CausalTAD: Causal Implicit Generative Model for Debiased Online Trajectory Anomaly Detection
Li, Wenbin, Yao, Di, Gong, Chang, Chu, Xiaokai, Jing, Quanliang, Zhou, Xiaolei, Zhang, Yuxuan, Fan, Yunxia, Bi, Jingping
Trajectory anomaly detection, aiming to estimate the anomaly risk of trajectories given the Source-Destination (SD) pairs, has become a critical problem for many real-world applications. Existing solutions directly train a generative model for observed trajectories and calculate the conditional generative probability $P({T}|{C})$ as the anomaly risk, where ${T}$ and ${C}$ represent the trajectory and SD pair respectively. However, we argue that the observed trajectories are confounded by road network preference which is a common cause of both SD distribution and trajectories.
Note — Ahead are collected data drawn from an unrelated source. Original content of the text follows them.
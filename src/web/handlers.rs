use super::AppState;
use super::error::{ErrorPage, WebError};
use super::views::FormMode;
use crate::core::{StarshipDraft, StarshipId, ValidationErrors};
use crate::gateway::GatewayError;
use axum::Form;
use axum::extract::{Path, State};
use axum::response::{Html, IntoResponse, Response};
use http::{StatusCode, header};
use serde::Deserialize;

pub type PageResult = Result<Response, ErrorPage>;

/// Starship form as posted by the browser. Absent inputs bind as empty strings.
#[derive(Debug, Default, Deserialize)]
#[serde(default)]
pub struct StarshipForm {
    pub id: Option<String>,
    pub name: String,
    pub model: String,
    pub manufacturer: String,
    pub starship_class: String,
    pub crew: String,
    pub passengers: String,
}

impl From<StarshipForm> for StarshipDraft {
    fn from(form: StarshipForm) -> Self {
        Self {
            id: form.id.as_deref().and_then(parse_id),
            name: form.name,
            model: form.model,
            manufacturer: form.manufacturer,
            starship_class: form.starship_class,
            crew: form.crew,
            passengers: form.passengers,
        }
    }
}

fn parse_id(raw: &str) -> Option<StarshipId> {
    raw.trim().parse().ok()
}

fn redirect_to_list() -> Response {
    (StatusCode::FOUND, [(header::LOCATION, "/records")]).into_response()
}

pub async fn index() -> Response {
    redirect_to_list()
}

pub async fn healthcheck() -> &'static str {
    "ok"
}

pub async fn list(State(state): State<AppState>) -> PageResult {
    let starships = state.gateway.list().await.map_err(|e| state.fail(e))?;
    let html = state.views.list(&starships).map_err(|e| state.fail(e))?;
    Ok(Html(html).into_response())
}

pub async fn details(State(state): State<AppState>, Path(id): Path<String>) -> PageResult {
    let ship = state
        .gateway
        .get(parse_id(&id))
        .await
        .map_err(|e| state.fail(e))?;
    let html = state.views.details(&ship).map_err(|e| state.fail(e))?;
    Ok(Html(html).into_response())
}

pub async fn create_form(State(state): State<AppState>) -> PageResult {
    state.form_page(FormMode::Create, &StarshipDraft::default(), &ValidationErrors::default())
}

pub async fn create(State(state): State<AppState>, Form(form): Form<StarshipForm>) -> PageResult {
    match state.gateway.create(form.into()).await {
        Ok(_) => Ok(redirect_to_list()),
        Err(GatewayError::ValidationFailed { draft, errors }) => {
            state.form_page(FormMode::Create, &draft, &errors)
        }
        Err(err) => Err(state.fail(err)),
    }
}

pub async fn edit_form(State(state): State<AppState>, Path(id): Path<String>) -> PageResult {
    let ship = state
        .gateway
        .get(parse_id(&id))
        .await
        .map_err(|e| state.fail(e))?;
    state.form_page(
        FormMode::Edit(ship.id),
        &StarshipDraft::from(&ship),
        &ValidationErrors::default(),
    )
}

pub async fn edit(
    State(state): State<AppState>,
    Path(id): Path<String>,
    Form(form): Form<StarshipForm>,
) -> PageResult {
    let Some(route_id) = parse_id(&id) else {
        return Err(state.fail(GatewayError::NotFound(None)));
    };

    match state.gateway.update(route_id, form.into()).await {
        Ok(_) => Ok(redirect_to_list()),
        Err(GatewayError::ValidationFailed { draft, errors }) => {
            state.form_page(FormMode::Edit(route_id), &draft, &errors)
        }
        Err(err) => Err(state.fail(err)),
    }
}

pub async fn delete_confirm(State(state): State<AppState>, Path(id): Path<String>) -> PageResult {
    let ship = state
        .gateway
        .get(parse_id(&id))
        .await
        .map_err(|e| state.fail(e))?;
    let html = state.views.confirm_delete(&ship).map_err(|e| state.fail(e))?;
    Ok(Html(html).into_response())
}

/// Redirects to the list whether or not the id existed.
pub async fn delete(State(state): State<AppState>, Path(id): Path<String>) -> PageResult {
    if let Some(id) = parse_id(&id) {
        state.gateway.delete(id).await.map_err(|e| state.fail(e))?;
    }
    Ok(redirect_to_list())
}

impl AppState {
    fn fail(&self, err: impl Into<WebError>) -> ErrorPage {
        err.into().render(&self.views)
    }

    fn form_page(
        &self,
        mode: FormMode,
        draft: &StarshipDraft,
        errors: &ValidationErrors,
    ) -> PageResult {
        let html = self
            .views
            .form(mode, draft, errors)
            .map_err(|e| self.fail(e))?;
        Ok(Html(html).into_response())
    }
}
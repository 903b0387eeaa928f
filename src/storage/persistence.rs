//! Snapshot persistence for the starship table

use crate::core::{Result, StoreError};
use crate::storage::table::VersionedTable;
use serde::{Deserialize, Serialize};
use std::fs::{self, File};
use std::io::{BufWriter, Read, Write};
use std::path::{Path, PathBuf};
use std::time::{SystemTime, UNIX_EPOCH};

const SNAPSHOT_FORMAT_VERSION: u32 = 1;

// ============================================================================
// Table Snapshot
// ============================================================================

#[derive(Debug, Serialize, Deserialize)]
pub struct TableSnapshot {
    pub version: u32,
    pub table: VersionedTable,
    pub metadata: SnapshotMetadata,
}

#[derive(Debug, Serialize, Deserialize)]
pub struct SnapshotMetadata {
    pub created_at: u64,
    pub row_count: usize,
}

impl TableSnapshot {
    pub fn new(table: VersionedTable) -> Self {
        let created_at = SystemTime::now()
            .duration_since(UNIX_EPOCH)
            .map(|d| d.as_millis() as u64)
            .unwrap_or_default();
        let row_count = table.len();

        Self {
            version: SNAPSHOT_FORMAT_VERSION,
            table,
            metadata: SnapshotMetadata {
                created_at,
                row_count,
            },
        }
    }
}

// ============================================================================
// Snapshot Manager
// ============================================================================

#[derive(Debug, Clone)]
pub struct SnapshotManager {
    snapshot_path: PathBuf,
}

impl SnapshotManager {
    pub fn new<P: AsRef<Path>>(snapshot_path: P) -> Self {
        Self {
            snapshot_path: snapshot_path.as_ref().to_path_buf(),
        }
    }

    /// Writes the table to a temp file and atomically renames it into place.
    pub fn save(&self, table: &VersionedTable) -> Result<()> {
        if let Some(parent) = self.snapshot_path.parent() {
            if !parent.as_os_str().is_empty() {
                fs::create_dir_all(parent).map_err(|e| {
                    StoreError::Io(format!("Failed to create snapshot directory: {}", e))
                })?;
            }
        }

        let snapshot = TableSnapshot::new(table.clone());
        let serialized = rmp_serde::to_vec(&snapshot)
            .map_err(|e| StoreError::Serialization(format!("Failed to serialize snapshot: {}", e)))?;

        let temp_path = self.snapshot_path.with_extension("tmp");
        let temp_file = File::create(&temp_path)
            .map_err(|e| StoreError::Io(format!("Failed to create temp file: {}", e)))?;
        let mut writer = BufWriter::new(temp_file);
        writer
            .write_all(&serialized)
            .map_err(|e| StoreError::Io(format!("Failed to write snapshot: {}", e)))?;
        writer
            .flush()
            .map_err(|e| StoreError::Io(format!("Failed to flush snapshot: {}", e)))?;
        writer
            .get_mut()
            .sync_all()
            .map_err(|e| StoreError::Io(format!("Failed to sync snapshot: {}", e)))?;
        fs::rename(&temp_path, &self.snapshot_path)
            .map_err(|e| StoreError::Io(format!("Failed to rename snapshot: {}", e)))?;
        Ok(())
    }

    pub fn load(&self) -> Result<Option<VersionedTable>> {
        if !self.snapshot_path.exists() {
            return Ok(None);
        }
        let mut file = File::open(&self.snapshot_path)
            .map_err(|e| StoreError::Io(format!("Failed to open snapshot: {}", e)))?;
        let mut data = Vec::new();
        file.read_to_end(&mut data)
            .map_err(|e| StoreError::Io(format!("Failed to read snapshot: {}", e)))?;

        let snapshot: TableSnapshot = rmp_serde::from_slice(&data).map_err(|e| {
            StoreError::Corrupted(format!("Failed to deserialize snapshot: {}", e))
        })?;
        if snapshot.version != SNAPSHOT_FORMAT_VERSION {
            return Err(StoreError::Corrupted(format!(
                "Unsupported snapshot version {}",
                snapshot.version
            )));
        }
        snapshot.table.verify()?;
        Ok(Some(snapshot.table))
    }

    pub fn exists(&self) -> bool {
        self.snapshot_path.exists()
    }
}

/// Makes sure `dir` exists and accepts new files.
///
/// Hosted environments often mount the application directory read-only, so
/// this runs before the store is first touched.
pub fn ensure_writable_dir(dir: &Path) -> Result<()> {
    fs::create_dir_all(dir).map_err(|e| {
        StoreError::Io(format!(
            "Failed to create data directory '{}': {}",
            dir.display(),
            e
        ))
    })?;

    tempfile::NamedTempFile::new_in(dir).map_err(|e| {
        StoreError::Io(format!(
            "Data directory '{}' is not writable: {}",
            dir.display(),
            e
        ))
    })?;
    Ok(())
}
Existing methods ignore this issue limiting their generalization ability on out-of-distribution trajectories. In this paper, we define the debiased trajectory anomaly detection problem and propose a causal implicit generative model, namely CausalTAD, to solve it. CausalTAD adopts do-calculus to eliminate the confounding bias of road network preference and estimates $P({T}|do({C}))$ as the anomaly criterion. Extensive experiments show that CausalTAD can not only achieve superior performance on trained trajectories but also generally improve the performance of out-of-distribution data, with improvements of $2.1\% \sim 5.7\%$ and $10.6\% \sim 32.7\%$ respectively.